LivePortrait Animates Images with High-Precision Video-Driven Techniques
Story: Researchers from the University of Science and Technology of China have introduced LivePortrait, a novel approach to animating portrait images using video-driven techniques. This method achieves high-precision control and fast inference speed, enabling efficient and realistic portrait animation.
Key Findings:
-
Stitching-based Animation: LivePortrait uses a stitching-based approach to animate portrait images, combining the best-matching patches from a driving video to create smooth and coherent animations.
-
Retargeting Control: The method incorporates retargeting control, allowing users to specify the desired motion and expressions for the animated portrait, enhancing flexibility and customization.
-
Fast Inference Speed: LivePortrait achieves real-time inference speed, processing up to 30 frames per second on a single GPU, making it suitable for interactive applications.
-
High-Quality Results: The animated portraits generated by LivePortrait exhibit high fidelity to the input image and the driving video, preserving the identity and style of the subject.
-
Diverse Applications: This technique has potential applications in various fields, including virtual avatars, video conferencing, and entertainment.
Pixit‘s Two Cents: By leveraging video-driven techniques and retargeting control, this approach opens up new possibilities for creating engaging and personalized animated content. As the demand for virtual avatars and immersive experiences grows, LivePortrait could become a valuable tool for developers and content creators seeking to create lifelike animations efficiently. On our RTX4090 we could create stunning avatars in milliseconds!!
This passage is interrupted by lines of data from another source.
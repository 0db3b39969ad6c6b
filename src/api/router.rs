//! HTTP shell: a composable `Router` over the triage service.
//!
//! Two endpoints under `/api/`: a health probe and the analysis endpoint.
//! One request per analysis run, no state shared across requests; the core
//! stays blocking and runs under `spawn_blocking`.

use std::sync::Arc;

use axum::extract::State;
use axum::http::StatusCode;
use axum::response::{IntoResponse, Response};
use axum::routing::{get, post};
use axum::{Json, Router};
use serde::{Deserialize, Serialize};
use tower_http::cors::CorsLayer;

use crate::config;
use crate::error::AnalysisError;
use crate::pipeline::orchestrator::TriageService;

/// Warning shown when the current record is blank, in the language of the
/// records themselves.
const EMPTY_RECORD_WARNING: &str = "Por favor, insira o prontuário atual.";

/// Build the triage API router.
pub fn triage_router(service: Arc<TriageService>) -> Router {
    Router::new()
        .route("/api/health", get(health))
        .route("/api/analyze", post(analyze))
        .with_state(service)
        .layer(CorsLayer::permissive())
}

/// Request body for POST /api/analyze.
#[derive(Debug, Deserialize)]
pub struct AnalyzeRequest {
    /// Previous record; absent or blank means no comparison.
    #[serde(default)]
    pub previous_text: Option<String>,
    /// Current record; must be non-blank.
    pub current_text: String,
}

#[derive(Serialize)]
struct HealthResponse {
    status: &'static str,
    version: &'static str,
}

#[derive(Serialize)]
struct ErrorResponse {
    error: String,
}

async fn health() -> Json<HealthResponse> {
    Json(HealthResponse {
        status: "ok",
        version: config::APP_VERSION,
    })
}

async fn analyze(
    State(service): State<Arc<TriageService>>,
    Json(request): Json<AnalyzeRequest>,
) -> Response {
    let joined = tokio::task::spawn_blocking(move || {
        service.analyze(request.previous_text.as_deref(), &request.current_text)
    })
    .await;

    match joined {
        Ok(Ok(report)) => (StatusCode::OK, Json(report)).into_response(),
        Ok(Err(AnalysisError::EmptyRecord)) => (
            StatusCode::UNPROCESSABLE_ENTITY,
            Json(ErrorResponse {
                error: EMPTY_RECORD_WARNING.to_string(),
            }),
        )
            .into_response(),
        Ok(Err(AnalysisError::Provider(e))) => {
            tracing::error!(error = %e, "NLP provider failure during analysis");
            (
                StatusCode::BAD_GATEWAY,
                Json(ErrorResponse {
                    error: e.to_string(),
                }),
            )
                .into_response()
        }
        Err(e) => {
            tracing::error!(error = %e, "analysis task failed to run");
            (
                StatusCode::INTERNAL_SERVER_ERROR,
                Json(ErrorResponse {
                    error: "internal error".to_string(),
                }),
            )
                .into_response()
        }
    }
}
Odyssey Pioneers Hollywood-Grade Visual AI for Immersive Storytelling
Story: Odyssey, a startup founded by former Cruise CEO Oliver Cameron, is developing a groundbreaking 'Hollywood-grade' visual AI system to empower professional storytellers with advanced tools for creating high-quality, immersive visual content and experiences. The company aims to revolutionize the way AI is used in storytelling, rejecting the notion of replacing human creativity with algorithms optimized for clicks.
Key Findings:
-
Pioneering Hollywood-Grade Visual AI: Odyssey is at the forefront of developing visual AI that enables the generation and precise direction of stunning video content, including beautiful scenery, characters, lighting, and motion.
-
Empowering Professional Storytellers: Instead of replacing humans, Odyssey's visual AI is designed to be placed in the hands of professional storytellers, providing them with game-changing efficiencies and creativity while maintaining full control over every element in the scene.
-
Experienced Team: Odyssey's team comprises AI researchers, computer graphics experts, and Hollywood artists who have delivered state-of-the-art AI and simulation systems at companies such as Cruise, Waymo, Wayve, Tesla, Microsoft, Meta, and NVIDIA.
-
Rejecting Low-Quality AI Content: Odyssey aims to hold AI to higher standards, rejecting the proliferation of low-quality AI-generated content that lacks the spark and story of human storytelling.
-
Hiring Top Talent: The company is actively hiring for various technical roles, including generative 3D, motion, AI simulation, graphics, 3D reconstruction, ML infrastructure, data engineering, and software engineering.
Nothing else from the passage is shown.